Vous avez encore des contacts avec lui ?Il m’appelle de temps en temps, mais il a une vie tellement terrible… Je sais ce que c’est à mon niveau, alors lui, j’imagine ce que ça doit être : on n’a plus de moment pour soi. Il ne répond jamais lui-même au téléphone, mais à l’occasion, je reçois un appel – je connais le numéro évidemment – et c’est son ami qui me dit : « Michel, je te passe José. » Avant un match de Ligue des champions ou quoi, pour souhaiter bonne chance. Le lien restera toujours.
Mais c’est plus qu’un lien. On vous compare parfois, notamment concernant la protection de vos joueurs par rapport à la presse…Ce n’est pas un truc qu’on a appris l’un de l’autre. On s’est peut-être bien entendu parce qu’on est sur la même longueur d’onde, aussi. Mais j’estime qu’il faut défendre les joueurs, essayer de leur enlever une certaine pression et l’entraîneur est là pour ça. Bon maintenant, pour la comparaison, c’est un autre niveau quand même…
Mais, comme lui, vous gagnez partout où vous passez.Quand j’arrive dans un club, je vois ce qui a été fait, ce qui a manqué, ce qui n’est plus arrivé et ce qu’on peut faire, nous. Au Standard, c’est mon club, je savais qu’après plus de vingt ans, il fallait essayer d’être champion. On a donc restructuré tout le club, il manquait le dernier pas sur le terrain. À Gand, on a gagné la Coupe alors que le club attendait ça depuis vingt-six ans. Twente, ils venaient d’être champions, mais cela faisait trente ans qu’ils n’avaient plus atteint les quarts de finale de la Coupe d’Europe, on l’a fait. Al Shabab, en Arabie saoudite, n’avait jamais été champion en compétition régulière, c’était la première fois avec nous. Et Bruges, ça faisait huit ans que le club n’avait plus jamais rien gagné… Il faut toujours essayer de reculer les limites et essayer de faire mieux que ce qui a été fait.
Et quand c’est atteint, vous partez. Parce que vous pensez que ça ne sera pas possible de faire mieux ?Ça peut être parce qu’on est arrivé au sommet et que ce sera difficile de faire mieux, mais si on veut toujours aller de l’avant, en général je reste, même si on a gagné. En revanche, si je sens qu’il y a un problème, je pars parce que je ne veux jamais quitter un club en mauvais terme. À Twente, je n’avais pas de problème, mais je suis parti parce que j’avais une offre mirobolante d’Arabie saoudite…

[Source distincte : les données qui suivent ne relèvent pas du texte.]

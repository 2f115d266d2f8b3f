//! 目录树批量拷贝 - 三级回退策略
//!
//! 优先调用系统 rsync，其次 cp，最后退回进程内递归拷贝。每级最多
//! 尝试一次，按固定顺序，首个成功即返回；全部失败时带上最后一级的
//! 错误文本。外部工具走子进程、进程内拷贝走阻塞线程池，都不会挡住
//! 其他链接的协调。

use std::io;
use std::path::{Path, PathBuf};

use thiserror::Error;
use tracing::debug;
use walkdir::WalkDir;

/// 拷贝失败，携带最后一级的底层错误文本
#[derive(Debug, Error)]
#[error("目录树拷贝失败: {reason}")]
pub struct CopyError {
    pub reason: String,
}

/// 拷贝策略配置
#[derive(Debug, Clone)]
pub struct CopierConfig {
    /// 是否允许调用外部工具（rsync / cp）；关闭后直接走进程内拷贝
    pub use_external_tools: bool,
}

impl Default for CopierConfig {
    fn default() -> Self {
        Self {
            use_external_tools: true,
        }
    }
}

/// 目录树拷贝器
#[derive(Debug, Clone, Default)]
pub struct TreeCopier {
    config: CopierConfig,
}

impl TreeCopier {
    pub fn new() -> Self {
        Self::default()
    }

    pub fn with_config(config: CopierConfig) -> Self {
        Self { config }
    }

    /// 把 source 的目录树拷贝到 dest（dest 不存在时创建）
    ///
    /// 只报告成功/失败，不区分是哪一级成功的；目标侧同名文件会被覆盖。
    pub async fn copy_tree(&self, source: &Path, dest: &Path) -> Result<(), CopyError> {
        if !source.exists() {
            return Err(CopyError {
                reason: format!("源目录不存在: {}", source.display()),
            });
        }
        if let Err(e) = std::fs::create_dir_all(dest) {
            return Err(CopyError {
                reason: format!("无法创建目标目录 {}: {}", dest.display(), e),
            });
        }

        if self.config.use_external_tools {
            // 第一级: rsync -a source/ dest/
            let src_slash = format!("{}/", source.display());
            let dst_slash = format!("{}/", dest.display());
            match run_copy_tool("rsync", &["-a", &src_slash, &dst_slash]).await {
                Ok(()) => return Ok(()),
                Err(e) => debug!("rsync 不可用或失败，回退到 cp: {}", e),
            }

            // 第二级: cp -R source/. dest/
            let src_dot = format!("{}/.", source.display());
            let dst = dest.display().to_string();
            match run_copy_tool("cp", &["-R", &src_dot, &dst]).await {
                Ok(()) => return Ok(()),
                Err(e) => debug!("cp 失败，回退到进程内拷贝: {}", e),
            }
        }

        // 第三级: 进程内递归拷贝，放进阻塞线程池避免挡住协调路径
        let source = source.to_path_buf();
        let dest = dest.to_path_buf();
        let result = tokio::task::spawn_blocking(move || copy_tree_blocking(&source, &dest)).await;

        match result {
            Ok(Ok(())) => Ok(()),
            Ok(Err(e)) => Err(CopyError {
                reason: e.to_string(),
            }),
            Err(e) => Err(CopyError {
                reason: format!("拷贝任务中断: {}", e),
            }),
        }
    }
}

/// 调用外部拷贝工具，工具不存在（NotFound）与非零退出都算该级失败
async fn run_copy_tool(program: &str, args: &[&str]) -> Result<(), String> {
    let output = tokio::process::Command::new(program)
        .args(args)
        .output()
        .await
        .map_err(|e| format!("{} 启动失败: {}", program, e))?;

    if output.status.success() {
        Ok(())
    } else {
        let stderr = String::from_utf8_lossy(&output.stderr);
        Err(format!(
            "{} 退出码 {:?}: {}",
            program,
            output.status.code(),
            stderr.trim()
        ))
    }
}

/// 进程内递归拷贝，保留符号链接本身（不跟随）
fn copy_tree_blocking(source: &Path, dest: &Path) -> io::Result<()> {
    for entry in WalkDir::new(source).follow_links(false) {
        let entry = entry.map_err(io::Error::other)?;
        let rel = match entry.path().strip_prefix(source) {
            Ok(r) if !r.as_os_str().is_empty() => r.to_path_buf(),
            _ => continue,
        };
        let to = dest.join(&rel);
        let file_type = entry.file_type();

        if file_type.is_dir() {
            std::fs::create_dir_all(&to)?;
        } else if file_type.is_symlink() {
            let target = std::fs::read_link(entry.path())?;
            recreate_symlink(&target, &to)?;
        } else {
            if let Some(parent) = to.parent() {
                std::fs::create_dir_all(parent)?;
            }
            std::fs::copy(entry.path(), &to)?;
        }
    }
    Ok(())
}

fn recreate_symlink(target: &Path, to: &PathBuf) -> io::Result<()> {
    // 目标位置已有同名条目时先移除，保证覆盖语义与 rsync 一致
    if std::fs::symlink_metadata(to).is_ok() {
        std::fs::remove_file(to)?;
    }
    if let Some(parent) = to.parent() {
        std::fs::create_dir_all(parent)?;
    }
    std::os::unix::fs::symlink(target, to)
}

Un aspect important de votre métier, c’est la communication. Les journalistes louent votre capacité d’analyse à froid, mais les jours de match, il y a une vraie nervosité qui vous anime…Je n’aime pas le superflu. Si on fait des choix, on sait pourquoi on les fait : on vit tous les jours avec les joueurs, on connaît leur état de forme, leur état mental, on a analysé quatre ou cinq matchs des adversaires. Je ne supporte pas qu’on puisse faire des jugements d’amateur par rapport à des professionnels…
Vous parlez des journalistes ?Journalistes ou analystes. Quelqu’un vient voir un match et dit : « Oh il aurait fallu mettre celui-là et celui-là. » Et nous, on n’y a pas pensé ? On l’a testé, ça ne marchait pas. Il faut voir en fonction d’un adversaire européen, également : est-ce qu’on peut le dominer ou non ? On analyse tout ça et on prend des décisions. Mais j’ai l’impression que dans notre métier, on est jugé la plupart du temps par des gens qui en connaissent moins que nous. Je me bats contre ça.
Quand moi, je vais analyser un match de Ligue des champions, je vois ce qu’un entraîneur essaie de faire, ce qui a marché ou pas, ça c’est une analyse. Mais je ne dis pas : « Moi, Michel Preud’homme, je trouve que Guardiola aurait dû mettre ce joueur, Mourinho utiliser cette tactique… » Je ne me le permets pas – alors que je pourrais peut-être –, donc des gens qui n’ont jamais été entraîneurs et qui viennent juger ça, alors là mes cheveux se dressent sur ma tête.
Vous n’êtes pas non plus le dernier à vous emporter lors de décisions discutables des arbitres…Je sais que c’est un métier très difficile, et je suis pour la vidéo et le professionnalisme. Je veux que les arbitres aient l’occasion avant chaque rencontre d’analyser deux matchs des équipes concernées, qu’ils soient capables de reconnaître les joueurs qui font des blocs dans les seize mètres, ceux qui simulent, ceux qui donnent des coups de coude… Je pourrais vous faire toute une liste des joueurs à tenir à l’œil. Si ce travail était fait en amont au niveau de l’arbitrage, on aurait déjà beaucoup moins d’erreurs. Moi, je travaille jour et nuit, s’il faut je ne dors pas, je me bats avec mes joueurs pour qu’ils soient professionnels et puis tout peut être miné par une décision de quelqu’un qui finalement n’est pas au courant parce qu’il n’a pas été préparé. Moi, je veux les aider.
Dans vos réactions, vous êtes un peu théâtral…(Il coupe) Je suis atteint, je fais des gestes, mais je n’insulte jamais. Je dis « Ouaiiiis comment est-ce possible ? » Alors il y a des arbitres qui me répondent « Ferme-la un peu, hein ! » donc je rigole. Si on me menace d’aller en tribune, « eh bien mets-moi là hein, qu’est-ce que j’en ai à foutre de ton truc, pour moi c’est la même chose, je sais faire mon boulot de là-bas au-dessus ! »
Vous avez été lié à la création de lunettes de soleil pour gardien.
Encore une fois, c’est mon professionnalisme. On part aux États-Unis pour la Coupe du monde 94 et on nous dit que les matchs vont être joués à midi par 40°. Comme j’ai des yeux très clairs, j’ai des problèmes quand il y a beaucoup de luminosité. J’ai donc moi-même recherché des gens qui pourraient me fabriquer des lunettes solaires pour jouer au foot, pour m’aider. J’ai trouvé une société qui a fait ça, je me suis entraîné avec, mais la FIFA n’a pas donné son accord pour que je les porte, ce qu’elle a fait des années plus tard pour Davids par exemple. Mais finalement, le soleil était très haut, donc je n’ai pas été gêné.